374- Nabis rugosus (Common Damsel Bug)- common grassland Nabis species (7/5)
375- Curculio glandium (Acorn Weevil)- putative ID based on bulbous antennae structure (7/5) 

376- Melolontha melolontha (Common Cockchafer)- calm before the storm! (7/5)
377- Acronicta psi agg. (Grey Dagger agg.)-  attracted to 60w actinic garden trap (7/5)
378- Endrosis sarcitrella (White-shoulded House Moth)- attracted to 60w actinic trap (7/5)
379- Agrotis puta (Shuttle-shaped Dart)- attracted to 60w actinic garden trap (7/5)
380- Sminthurus viridis (a Springtail)- common species swept from flower meadow (7/5). 
381- Helvella acetabulum (Brown-ribbed Elf Cap)- single growing in wooded clearing (7/5)

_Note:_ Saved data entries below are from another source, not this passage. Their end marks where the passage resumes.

#[cfg(feature = "web")]
use lettre::transport::smtp::authentication::Credentials;
#[cfg(feature = "web")]
use lettre::transport::smtp::client::{Tls, TlsParameters};
#[cfg(feature = "web")]
use lettre::message::Mailbox;
#[cfg(feature = "web")]
use lettre::{Message, SmtpTransport, Transport};
#[cfg(feature = "web")]
use rand::Rng;

#[cfg(feature = "web")]
use crate::config::SmtpSettings;
#[cfg(feature = "web")]
use crate::error::AppError;

/// Length of a password reset code
pub const RESET_CODE_LEN: usize = 8;

/// Sends password reset codes over SMTP.
#[cfg(feature = "web")]
pub struct Mailer {
    smtp: SmtpTransport,
    from: String,
}

#[cfg(feature = "web")]
impl Mailer {
    /// Build an SMTP transport. Port 465 uses implicit TLS, anything else
    /// upgrades with STARTTLS.
    pub fn new(settings: &SmtpSettings) -> Result<Self, AppError> {
        let mail_err = |e: lettre::transport::smtp::Error| AppError::Mail(e.to_string());

        let builder = if settings.port == 465 {
            let tls_parameters = TlsParameters::new(settings.host.clone()).map_err(mail_err)?;
            SmtpTransport::relay(&settings.host)
                .map_err(mail_err)?
                .tls(Tls::Wrapper(tls_parameters))
        } else {
            SmtpTransport::starttls_relay(&settings.host).map_err(mail_err)?
        };

        let mut builder = builder.port(settings.port);
        if !settings.username.is_empty() {
            builder = builder.credentials(Credentials::new(
                settings.username.clone(),
                settings.password.clone(),
            ));
        }

        Ok(Mailer {
            smtp: builder.build(),
            from: settings.from.clone(),
        })
    }

    pub fn send_password_reset(&self, to_email: &str, reset_code: &str) -> Result<(), AppError> {
        let from = self
            .from
            .parse::<Mailbox>()
            .map_err(|e: lettre::address::AddressError| AppError::Mail(e.to_string()))?;
        let to = to_email
            .parse::<Mailbox>()
            .map_err(|e: lettre::address::AddressError| AppError::Mail(e.to_string()))?;

        let email = Message::builder()
            .from(from)
            .to(to)
            .subject("Password Reset Request")
            .body(format!(
                "Your password reset code is: {}\nThis code will expire in 1 hour.",
                reset_code
            ))
            .map_err(|e| AppError::Mail(e.to_string()))?;

        self.smtp
            .send(&email)
            .map_err(|e| AppError::Mail(e.to_string()))?;
        Ok(())
    }
}

#[cfg(feature = "web")]
pub fn generate_reset_code() -> String {
    const CHARSET: &[u8] = b"ABCDEFGHIJKLMNOPQRSTUVWXYZ0123456789";
    let mut rng = rand::thread_rng();

    (0..RESET_CODE_LEN)
        .map(|_| {
            let idx = rng.gen_range(0..CHARSET.len());
            CHARSET[idx] as char
        })
        .collect()
}

#[cfg(all(test, feature = "web"))]
mod tests {
    use super::*;

    #[test]
    fn reset_codes_use_the_expected_alphabet() {
        let code = generate_reset_code();
        assert_eq!(code.len(), RESET_CODE_LEN);
        assert!(
            code.chars()
                .all(|c| c.is_ascii_uppercase() || c.is_ascii_digit())
        );
    }

    #[test]
    fn mailer_builds_without_connecting() {
        let settings = SmtpSettings {
            host: "smtp.example.com".to_string(),
            port: 587,
            username: "bot@example.com".to_string(),
            password: "secret".to_string(),
            from: "Reports <bot@example.com>".to_string(),
        };
        assert!(Mailer::new(&settings).is_ok());
    }
}
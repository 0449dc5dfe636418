//! Threaded comments.
//!
//! Comments are stored flat with an optional `parent_id`; this module turns
//! them into a tree of [`CommentNode`]s and keeps that tree consistent while
//! it is mutated optimistically. A node always sits under the node whose id is
//! its `parent_id`, and removing a node takes its whole subtree with it.
//!
//! Nodes created locally before the server has stored them are *pending*.
//! They carry a temporary id from a separate namespace (see [`NodeKey`]) and
//! are swapped for the stored comment on [`CommentThread::confirm`] or
//! dropped on [`CommentThread::rollback`].

use chrono::{DateTime, Utc};
use serde::{Deserialize, Serialize};
use std::collections::{HashMap, HashSet};
use std::fmt;
use thiserror::Error;

use crate::models::Comment;

/// Deepest allowed reply chain; a root comment is at depth 1.
pub const MAX_THREAD_DEPTH: usize = 32;

/// Most root comments served in one listing page.
pub const MAX_COMMENT_PAGE: usize = 200;

/// Identifies a node in a thread.
#[derive(Debug, Clone, Copy, PartialEq, Eq, Hash)]
pub enum NodeKey {
    /// A comment the server has stored, by its id
    Saved(u64),
    /// A locally created comment awaiting confirmation, by temporary id
    Pending(u64),
}

impl fmt::Display for NodeKey {
    fn fmt(&self, f: &mut fmt::Formatter<'_>) -> fmt::Result {
        match self {
            NodeKey::Saved(id) => write!(f, "comment {}", id),
            NodeKey::Pending(id) => write!(f, "pending comment {}", id),
        }
    }
}

#[derive(Debug, Error, PartialEq, Eq)]
pub enum ThreadError {
    #[error("parent comment {0} is not in this thread")]
    UnknownParent(u64),

    #[error("{0} not found")]
    NotFound(NodeKey),

    #[error("{0} is not pending")]
    NotPending(NodeKey),

    #[error("confirmed comment belongs to report {found}, expected {expected}")]
    WrongReport { expected: u64, found: u64 },

    #[error("confirmed comment has parent {found:?}, expected {expected:?}")]
    WrongParent {
        expected: Option<u64>,
        found: Option<u64>,
    },

    #[error("comment {0} is nested too deeply to reply to")]
    TooDeep(u64),
}

fn is_false(value: &bool) -> bool {
    !*value
}
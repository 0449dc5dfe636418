//! User accounts, password hashing and login sessions.
//!
//! Login tokens are opaque random ids kept in a process-wide session table.
//! A request proves who it is with `Authorization: Bearer <token>` or with
//! the `session` cookie set at login.

use argon2::{
    Argon2,
    password_hash::{PasswordHash, PasswordHasher, PasswordVerifier, SaltString, rand_core::OsRng},
};
use lazy_static::lazy_static;
use std::collections::HashMap;
use std::sync::RwLock;
use std::time::{Duration, SystemTime};
use uuid::Uuid;

use crate::error::AppError;
use crate::models::{User, UserRole};
use crate::store::{Database, NewUser};

/// Name of the cookie carrying the session token
pub const SESSION_COOKIE: &str = "session";

pub const MIN_PASSWORD_LEN: usize = 8;
pub const MIN_USERNAME_LEN: usize = 3;
pub const MAX_USERNAME_LEN: usize = 50;

/// How long a password reset code stays valid
pub const RESET_CODE_LIFETIME_SECS: i64 = 60 * 60;

/// User session data
///
/// Represents an authenticated user session.
#[derive(Debug, Clone)]
pub struct Session {
    /// Id of the authenticated user
    pub user_id: u64,

    /// Time when the session expires
    pub expires_at: SystemTime,
}

lazy_static! {
    static ref SESSIONS: RwLock<HashMap<String, Session>> = RwLock::new(HashMap::new());
}

/// Create a new user session
///
/// Stores a session for an authenticated user and drops any sessions that
/// have already expired.
///
/// # Arguments
/// * `user_id` - The user to create a session for
/// * `lifetime` - How long the session stays valid
///
/// # Returns
/// * `String` - A unique session token
pub fn create_session(user_id: u64, lifetime: Duration) -> String {
    let token = Uuid::new_v4().simple().to_string();
    let now = SystemTime::now();

    let mut sessions = SESSIONS.write().unwrap_or_else(|e| e.into_inner());
    sessions.retain(|_, s| s.expires_at > now);
    sessions.insert(
        token.clone(),
        Session {
            user_id,
            expires_at: now + lifetime,
        },
    );

    token
}

/// Validate a session
///
/// # Returns
/// * `Option<u64>` - The user id for the session if valid and unexpired
pub fn validate_session(token: &str) -> Option<u64> {
    let sessions = SESSIONS.read().unwrap_or_else(|e| e.into_inner());
    sessions
        .get(token)
        .filter(|s| s.expires_at > SystemTime::now())
        .map(|s| s.user_id)
}

/// End a single session (logout).
pub fn end_session(token: &str) {
    let mut sessions = SESSIONS.write().unwrap_or_else(|e| e.into_inner());
    sessions.remove(token);
}

/// End every session of a user, e.g. after their password was reset.
pub fn end_user_sessions(user_id: u64) {
    let mut sessions = SESSIONS.write().unwrap_or_else(|e| e.into_inner());
    sessions.retain(|_, s| s.user_id != user_id);
}

/// Hash a password using Argon2
///
/// # Errors
/// * Returns an error if the password hashing fails
pub fn hash_password(password: &str) -> Result<String, AppError> {
    let salt = SaltString::generate(&mut OsRng);
    Argon2::default()
        .hash_password(password.as_bytes(), &salt)
        .map(|hash| hash.to_string())
        .map_err(|_| AppError::Storage("Password hashing failed".to_string()))
}

/// Verify a password against a stored hash
///
/// # Returns
/// * `Result<bool, AppError>` - True if the password matches, false if not
///
/// # Errors
/// * Returns an error if the hash is in an invalid format
pub fn verify_password(password: &str, hash: &str) -> Result<bool, AppError> {
    let parsed_hash = PasswordHash::new(hash)
        .map_err(|_| AppError::Storage("Invalid password hash format".to_string()))?;
    Ok(Argon2::default()
        .verify_password(password.as_bytes(), &parsed_hash)
        .is_ok())
}

pub fn validate_username(username: &str) -> Result<(), AppError> {
    let len = username.chars().count();
    if !(MIN_USERNAME_LEN..=MAX_USERNAME_LEN).contains(&len) {
        return Err(AppError::bad_request(format!(
            "Username must be between {} and {} characters",
            MIN_USERNAME_LEN, MAX_USERNAME_LEN
        )));
    }
    // Usernames double as @mention handles.
    let valid = username
        .chars()
        .all(|c| c.is_ascii_alphanumeric() || c == '_' || c == '.' || c == '-');
    if !valid || username.ends_with('.') || username.ends_with('-') {
        return Err(AppError::bad_request(
            "Username may only contain letters, digits, '_', '.' and '-', and must not end with '.' or '-'",
        ));
    }
    Ok(())
}

pub fn validate_email(email: &str) -> Result<(), AppError> {
    let valid = match email.split_once('@') {
        Some((local, domain)) => {
            !local.is_empty()
                && !domain.is_empty()
                && !domain.contains('@')
                && !email.chars().any(char::is_whitespace)
        }
        None => false,
    };
    if valid {
        Ok(())
    } else {
        Err(AppError::bad_request("Invalid email address"))
    }
}

/// Trim and validate an email address.
pub fn normalize_email(email: &str) -> Result<String, AppError> {
    let email = email.trim();
    validate_email(email)?;
    Ok(email.to_string())
}

pub fn validate_password(password: &str) -> Result<(), AppError> {
    if password.chars().count() < MIN_PASSWORD_LEN {
        return Err(AppError::bad_request(format!(
            "Password must be at least {} characters",
            MIN_PASSWORD_LEN
        )));
    }
    Ok(())
}

/// Validate a registration and hash its password.
///
/// Uniqueness is checked later, when the user is inserted.
pub fn prepare_new_user(
    username: &str,
    email: &str,
    full_name: &str,
    password: &str,
) -> Result<NewUser, AppError> {
    let username = username.trim();
    validate_username(username)?;
    let email = normalize_email(email)?;
    validate_password(password)?;

    let full_name = if full_name.trim().is_empty() {
        username
    } else {
        full_name.trim()
    };

    Ok(NewUser {
        username: username.to_string(),
        email,
        full_name: full_name.to_string(),
        password_hash: hash_password(password)?,
        role: UserRole::Analyst,
    })
}

/// Check a login (username or email) and password.
///
/// # Returns
/// * `Ok(Some(user))` for valid credentials of an active user, `Ok(None)` otherwise
pub fn authenticate(db: &Database, login: &str, password: &str) -> Result<Option<User>, AppError> {
    let Some(user) = db.user_by_login(login.trim()) else {
        return Ok(None);
    };
    if !user.is_active || !verify_password(password, &user.password_hash)? {
        return Ok(None);
    }
    Ok(Some(user.clone()))
}

/// Whether `code` is the user's current, unexpired reset code.
pub fn reset_code_matches(user: &User, code: &str, now: chrono::DateTime<chrono::Utc>) -> bool {
    match (&user.reset_code, user.reset_code_expires) {
        (Some(stored), Some(expires)) => {
            now <= expires && stored.eq_ignore_ascii_case(code.trim())
        }
        _ => false,
    }
}

// Web handler functions below (only compiled with "web" feature)

#[cfg(feature = "web")]
pub use handlers::*;
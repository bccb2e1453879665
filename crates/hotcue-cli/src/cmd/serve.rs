use anyhow::{Context, Result};
use hotcue_core::config::{Config, WarnLevel};
use hotcue_core::{Orchestrator, Shutdown, ShutdownTrigger};
use hotcue_server::{bind_events, serve_config_on, serve_events, AppState};
use std::future::Future;
use std::io;
use std::path::Path;
use std::sync::Arc;
use tokio::sync::mpsc;
use tokio::task::{JoinError, JoinHandle, JoinSet};

pub fn run(path: &Path, events_addr: Option<String>, config_addr: Option<String>) -> Result<()> {
    let mut config = Config::load(path).context("failed to load config")?;
    if let Some(addr) = events_addr {
        config.listen.events = addr;
    }
    if let Some(addr) = config_addr {
        config.listen.config = addr;
    }

    let warnings = config.validate();
    for w in &warnings {
        match w.level {
            WarnLevel::Warning => tracing::warn!("{}", w.message),
            WarnLevel::Error => tracing::error!("{}", w.message),
        }
    }
    if warnings.iter().any(|w| w.level == WarnLevel::Error) {
        anyhow::bail!("config validation found errors");
    }

    let rt = tokio::runtime::Runtime::new()?;
    rt.block_on(serve(config))
}

type Intake = (&'static str, Result<()>);

async fn serve(config: Config) -> Result<()> {
    let (trigger, shutdown) = Shutdown::new();
    let (snapshot_tx, snapshot_rx) = mpsc::channel(config.queues.snapshots);
    let (event_tx, event_rx) = mpsc::channel(config.queues.events);

    let orchestrator = Orchestrator::new(config.router(), config.dispatcher(), shutdown.clone());
    let state = AppState::new(snapshot_tx, Arc::clone(orchestrator.snapshot_cell()));

    let events = bind_events(&config.listen.events).await?;
    let http = tokio::net::TcpListener::bind(&config.listen.config)
        .await
        .with_context(|| format!("failed to bind config endpoint on {}", config.listen.config))?;

    tracing::info!(
        events = %config.listen.events,
        config = %config.listen.config,
        targets = config.targets.len(),
        "hotcue-mesh serving"
    );

    let core = tokio::spawn(orchestrator.run(snapshot_rx, event_rx));

    let mut intakes: JoinSet<Intake> = JoinSet::new();
    let sd = shutdown.clone();
    intakes.spawn(async move {
        let res = serve_events(events, event_tx, sd).await;
        ("event intake", res.map_err(anyhow::Error::from))
    });
    intakes.spawn(async move {
        let res = serve_config_on(http, state, shutdown).await;
        ("config endpoint", res)
    });

    supervise(tokio::signal::ctrl_c(), trigger, core, intakes).await
}

/// Run until `stop` resolves or any task ends on its own, then shut the rest
/// down. An intake or the orchestrator ending first means it failed; the
/// service goes down with it rather than run half-deaf.
async fn supervise(
    stop: impl Future<Output = io::Result<()>>,
    trigger: ShutdownTrigger,
    mut core: JoinHandle<()>,
    mut intakes: JoinSet<Intake>,
) -> Result<()> {
    let mut core_done = false;
    let mut result = tokio::select! {
        signal = stop => {
            tracing::info!("ctrl-c received, shutting down");
            signal.context("failed to listen for ctrl-c")
        }
        Some(joined) = intakes.join_next() => finished(joined),
        joined = &mut core => {
            core_done = true;
            core_finished(joined)
        }
    };

    trigger.cancel();
    while let Some(joined) = intakes.join_next().await {
        let res = finished(joined);
        if result.is_ok() {
            result = res;
        }
    }
    if !core_done {
        core.await.context("orchestrator task failed")?;
    }

    result
}

fn finished(joined: std::result::Result<Intake, JoinError>) -> Result<()> {
    match joined {
        Ok((name, Ok(()))) => {
            tracing::info!("{name} stopped");
            Ok(())
        }
        Ok((name, Err(e))) => {
            tracing::error!(error = %format!("{e:#}"), "{name} failed");
            Err(e.context(format!("{name} failed")))
        }
        Err(e) => Err(anyhow::Error::from(e).context("intake task panicked")),
    }
}

fn core_finished(joined: std::result::Result<(), JoinError>) -> Result<()> {
    let err = match joined {
        Ok(()) => anyhow::anyhow!("orchestrator stopped before shutdown"),
        Err(e) => anyhow::Error::from(e).context("orchestrator task failed"),
    };
    tracing::error!(error = %format!("{err:#}"), "orchestrator ended, shutting down");
    Err(err)
}
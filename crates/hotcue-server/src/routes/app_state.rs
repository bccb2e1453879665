use axum::body::Bytes;
use axum::extract::State;
use axum::http::StatusCode;
use axum::Json;
use hotcue_core::TriggerSnapshot;
use serde::Serialize;

use crate::error::AppError;
use crate::state::AppState;

#[derive(Debug, Serialize)]
pub struct Accepted {
    pub snapshot: String,
    pub triggers: usize,
}

/// POST /app-state: replace the whole trigger set.
///
/// The body must be exactly one JSON array of triggers. The handler waits for
/// room in the snapshot channel; if the client goes away first the future is
/// dropped and nothing is handed over.
pub async fn push_app_state(
    State(app): State<AppState>,
    body: Bytes,
) -> Result<(StatusCode, Json<Accepted>), AppError> {
    let snapshot = TriggerSnapshot::from_json(&body)?;
    let accepted = Accepted {
        snapshot: snapshot.id().to_string(),
        triggers: snapshot.len(),
    };

    app.snapshot_tx
        .send(snapshot)
        .await
        .map_err(|_| AppError::unavailable("orchestrator is not accepting snapshots"))?;

    tracing::info!(
        snapshot = %accepted.snapshot,
        triggers = accepted.triggers,
        "config push accepted"
    );
    Ok((StatusCode::ACCEPTED, Json(accepted)))
}

/// GET /app-state: the triggers currently in effect.
pub async fn get_app_state(State(app): State<AppState>) -> Json<TriggerSnapshot> {
    Json(TriggerSnapshot::clone(&app.snapshots.load()))
}
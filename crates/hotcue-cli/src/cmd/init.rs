use anyhow::Context;
use hotcue_core::config::Config;
use std::path::Path;

pub fn run(path: &Path, force: bool) -> anyhow::Result<()> {
    let config = Config::starter();

    let written = if force {
        config.save(path).context("failed to write config")?;
        true
    } else {
        let yaml = config.to_yaml()?;
        hotcue_core::io::write_if_missing(path, yaml.as_bytes())
            .context("failed to write config")?
    };

    if written {
        println!("Wrote {}", path.display());
    } else {
        println!("{} already exists; pass --force to overwrite", path.display());
    }
    Ok(())
}
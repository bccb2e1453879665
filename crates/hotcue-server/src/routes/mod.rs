pub mod app_state;
pub mod health;
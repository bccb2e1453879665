pub mod decoder;
pub mod error;
pub mod listener;
pub mod routes;
pub mod state;

use axum::extract::DefaultBodyLimit;
use axum::routing::get;
use axum::Router;
use hotcue_core::{Shutdown, MAX_CONFIG_PAYLOAD_BYTES};
use tower_http::trace::TraceLayer;

pub use listener::{bind_events, serve_events, ListenerError};
pub use state::AppState;

/// Build the config-intake router. Used by `serve_config_on` and by the
/// integration tests.
pub fn build_router(state: AppState) -> Router {
    Router::new()
        .route(
            "/app-state",
            get(routes::app_state::get_app_state).post(routes::app_state::push_app_state),
        )
        .route("/health", get(routes::health::health))
        .layer(DefaultBodyLimit::max(MAX_CONFIG_PAYLOAD_BYTES))
        .layer(TraceLayer::new_for_http())
        .with_state(state)
}

/// Serve the config endpoint on a pre-bound listener until `shutdown` fires.
///
/// Taking a bound listener lets the caller read the actual port first, which
/// matters when binding port 0.
pub async fn serve_config_on(
    listener: tokio::net::TcpListener,
    state: AppState,
    shutdown: Shutdown,
) -> anyhow::Result<()> {
    let addr = listener.local_addr()?;
    let app = build_router(state);

    tracing::info!("config endpoint listening on http://{addr}");

    axum::serve(listener, app)
        .with_graceful_shutdown(async move { shutdown.cancelled().await })
        .await?;
    Ok(())
}
use thiserror::Error;

#[derive(Debug, Error)]
pub enum HotcueError {
    #[error("config not found: {0} (run 'hotcue-mesh init')")]
    ConfigNotFound(String),

    #[error("payload too large: {size} bytes exceeds the {limit} byte limit")]
    PayloadTooLarge { size: usize, limit: usize },

    #[error("invalid json payload: {0}")]
    InvalidPayload(#[source] serde_json::Error),

    #[error("payload must be a single json value")]
    TrailingData,

    #[error(transparent)]
    Io(#[from] std::io::Error),

    #[error(transparent)]
    Yaml(#[from] serde_yaml::Error),

    #[error(transparent)]
    Json(#[from] serde_json::Error),
}

impl HotcueError {
    /// True for errors caused by a rejected config push rather than by the
    /// service itself.
    pub fn is_payload_error(&self) -> bool {
        matches!(
            self,
            Self::PayloadTooLarge { .. } | Self::InvalidPayload(_) | Self::TrailingData
        )
    }
}

pub type Result<T> = std::result::Result<T, HotcueError>;
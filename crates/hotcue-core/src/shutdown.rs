use tokio::sync::watch;

/// Cloneable cancellation signal shared by the orchestrator loop, the intake
/// listeners and every in-flight send.
#[derive(Debug, Clone)]
pub struct Shutdown {
    rx: watch::Receiver<bool>,
}

/// The owning side of a [`Shutdown`] signal.
#[derive(Debug)]
pub struct ShutdownTrigger {
    tx: watch::Sender<bool>,
}

impl Shutdown {
    pub fn new() -> (ShutdownTrigger, Shutdown) {
        let (tx, rx) = watch::channel(false);
        (ShutdownTrigger { tx }, Shutdown { rx })
    }

    /// A signal that never fires.
    pub fn never() -> Shutdown {
        let (_, rx) = watch::channel(false);
        Shutdown { rx }
    }

    pub fn is_cancelled(&self) -> bool {
        *self.rx.borrow()
    }

    /// Resolves once [`ShutdownTrigger::cancel`] has been called. If the
    /// trigger is dropped without cancelling, this never resolves.
    pub async fn cancelled(&self) {
        let mut rx = self.rx.clone();
        if rx.wait_for(|cancelled| *cancelled).await.is_err() {
            std::future::pending::<()>().await;
        }
    }
}

impl ShutdownTrigger {
    pub fn cancel(&self) {
        self.tx.send_replace(true);
    }
}
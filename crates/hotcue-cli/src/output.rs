use serde::Serialize;

pub fn print_json<T: Serialize>(value: &T) -> anyhow::Result<()> {
    let json = serde_json::to_string_pretty(value)?;
    println!("{json}");
    Ok(())
}

pub fn print_table(headers: &[&str], rows: &[Vec<String>]) {
    let mut widths: Vec<usize> = headers.iter().map(|h| h.len()).collect();
    for row in rows {
        for (width, cell) in widths.iter_mut().zip(row) {
            *width = (*width).max(cell.len());
        }
    }

    let line = |cells: Vec<&str>| {
        cells
            .iter()
            .zip(&widths)
            .map(|(cell, &w)| format!("{cell:w$}"))
            .collect::<Vec<_>>()
            .join("  ")
            .trim_end()
            .to_string()
    };

    println!("{}", line(headers.to_vec()));
    println!(
        "{}",
        widths
            .iter()
            .map(|&w| "-".repeat(w))
            .collect::<Vec<_>>()
            .join("  ")
    );
    for row in rows {
        println!("{}", line(row.iter().map(String::as_str).collect()));
    }
}
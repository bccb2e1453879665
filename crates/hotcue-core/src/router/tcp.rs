use tokio::io::AsyncWriteExt;
use tokio::net::TcpStream;

use super::{bounded, Protocol, Result, RouterError, TcpTarget};
use crate::shutdown::Shutdown;

/// One connection per send: dial, write the raw payload, close. No framing
/// is added. Dial and write are each bounded by the target timeout.
pub(super) async fn send(target: &TcpTarget, payload: &[u8], shutdown: &Shutdown) -> Result<()> {
    if target.addr.is_empty() {
        return Err(RouterError::invalid(Protocol::Tcp, "tcp addr is required"));
    }
    let timeout = target.timeout();

    let connect = async {
        TcpStream::connect(target.addr.as_str())
            .await
            .map_err(RouterError::from)
    };
    let stream = bounded(Protocol::Tcp, timeout, shutdown, connect).await?;

    bounded(Protocol::Tcp, timeout, shutdown, write_and_close(stream, payload)).await
}

async fn write_and_close(mut stream: TcpStream, payload: &[u8]) -> Result<()> {
    stream.write_all(payload).await?;
    stream.shutdown().await?;
    Ok(())
}

#[cfg(test)]
mod tests {
    use super::*;
    use std::time::Duration;

    #[tokio::test]
    async fn refused_connection_is_a_send_error() {
        // Bind then drop to get a port nothing listens on.
        let port = {
            let listener = std::net::TcpListener::bind("127.0.0.1:0").unwrap();
            listener.local_addr().unwrap().port()
        };
        let mut target = TcpTarget::new(format!("127.0.0.1:{port}"));
        target.timeout_ms = Some(500);
        let err = send(&target, b"{}", &Shutdown::never()).await.unwrap_err();
        assert!(!err.is_config_error());
    }

    #[tokio::test]
    async fn cancelled_before_dial_returns_cancelled() {
        let (trigger, shutdown) = Shutdown::new();
        trigger.cancel();
        let mut target = TcpTarget::new("10.255.255.1:9");
        target.timeout_ms = Some(10_000);
        let err = tokio::time::timeout(Duration::from_secs(2), send(&target, b"{}", &shutdown))
            .await
            .expect("cancellation should be prompt")
            .unwrap_err();
        assert!(matches!(err, RouterError::Cancelled));
    }
}
pub mod config;
pub mod dispatcher;
pub mod error;
pub mod event;
pub mod io;
pub mod matcher;
pub mod orchestrator;
pub mod router;
pub mod shutdown;
pub mod snapshot;
pub mod trigger;
pub mod types;

pub use config::{Config, ConfigWarning, WarnLevel};
pub use dispatcher::{Dispatch, Dispatcher};
pub use error::{HotcueError, Result};
pub use event::HotcueEvent;
pub use orchestrator::{EventReport, LocalActionSink, LoggingSink, Orchestrator, SendOutcome};
pub use router::{AppTarget, Router, RouterError};
pub use shutdown::{Shutdown, ShutdownTrigger};
pub use snapshot::{SnapshotCell, TriggerSnapshot, MAX_CONFIG_PAYLOAD_BYTES};
pub use trigger::{ActionRef, Trigger, TriggerAction};
pub use types::{AppId, CueColor, CueMatchType, HotcueType};
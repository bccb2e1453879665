use reqwest::header::{HeaderMap, HeaderName, HeaderValue, CONTENT_TYPE};
use reqwest::Method;

use super::{bounded, HttpTarget, Protocol, Result, RouterError};
use crate::shutdown::Shutdown;

/// Longest slice of an error response body kept in the error.
const MAX_ERROR_BODY_BYTES: usize = 4096;

pub(super) async fn send(
    client: &reqwest::Client,
    target: &HttpTarget,
    payload: &[u8],
    shutdown: &Shutdown,
) -> Result<()> {
    if target.url.is_empty() {
        return Err(RouterError::invalid(Protocol::Http, "http url is required"));
    }
    let method = Method::from_bytes(target.method().as_bytes()).map_err(|_| {
        RouterError::invalid(
            Protocol::Http,
            format!("invalid method {:?}", target.method()),
        )
    })?;
    let headers = headers(target)?;
    let timeout = target.timeout();

    let request = client
        .request(method.clone(), &target.url)
        .headers(headers)
        .timeout(timeout)
        .body(payload.to_vec());

    bounded(Protocol::Http, timeout, shutdown, execute(request, method)).await
}

async fn execute(request: reqwest::RequestBuilder, method: Method) -> Result<()> {
    let mut response = request.send().await?;
    let status = response.status();
    if status.is_success() {
        return Ok(());
    }

    let mut body = Vec::new();
    while body.len() < MAX_ERROR_BODY_BYTES {
        match response.chunk().await {
            Ok(Some(chunk)) => body.extend_from_slice(&chunk),
            Ok(None) | Err(_) => break,
        }
    }
    body.truncate(MAX_ERROR_BODY_BYTES);

    Err(RouterError::HttpStatus {
        method: method.to_string(),
        status: status.as_u16(),
        body: String::from_utf8_lossy(&body).trim().to_string(),
    })
}

/// `Content-Type: application/json`, then the target's headers on top.
fn headers(target: &HttpTarget) -> Result<HeaderMap> {
    let mut map = HeaderMap::new();
    map.insert(CONTENT_TYPE, HeaderValue::from_static("application/json"));
    for (name, value) in &target.headers {
        let name = HeaderName::from_bytes(name.as_bytes()).map_err(|_| {
            RouterError::invalid(Protocol::Http, format!("invalid header name {name:?}"))
        })?;
        let value = HeaderValue::from_str(value).map_err(|_| {
            RouterError::invalid(Protocol::Http, format!("invalid value for header {name}"))
        })?;
        map.insert(name, value);
    }
    Ok(map)
}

382- Hypholoma fasciculare (Sulfur Cap)- growing in wood chippings (7/5)
383- Bombus sylvestris (Four-coloured Cuckoo Bee)- in woodland clearing in Stokes Field (7/5)

384- Conistra rubiginea (DOTTED CHESTNUT)- attracted to 60w actinic garden trap (7/5)

385- Esperia sulphurella (A moth)- attracted to 60w actinic garden trap (7/5)
386- Apus apus (Common Swift)- two flown past window as I write this (8/5)
387- Cydia strobilella (a moth)- attracted to 60w actinic garden trap (7/5). Get a few of these most years

Would be nice to reach 400 species by the end of the week, but looking at the not so great weather forecast, warm evening forays around the square may have to be postponed for a while! Mind you, if I actually sat down and finally identified all the 'unidentified' photos on the laptop, I bet I'd be close to 500 species!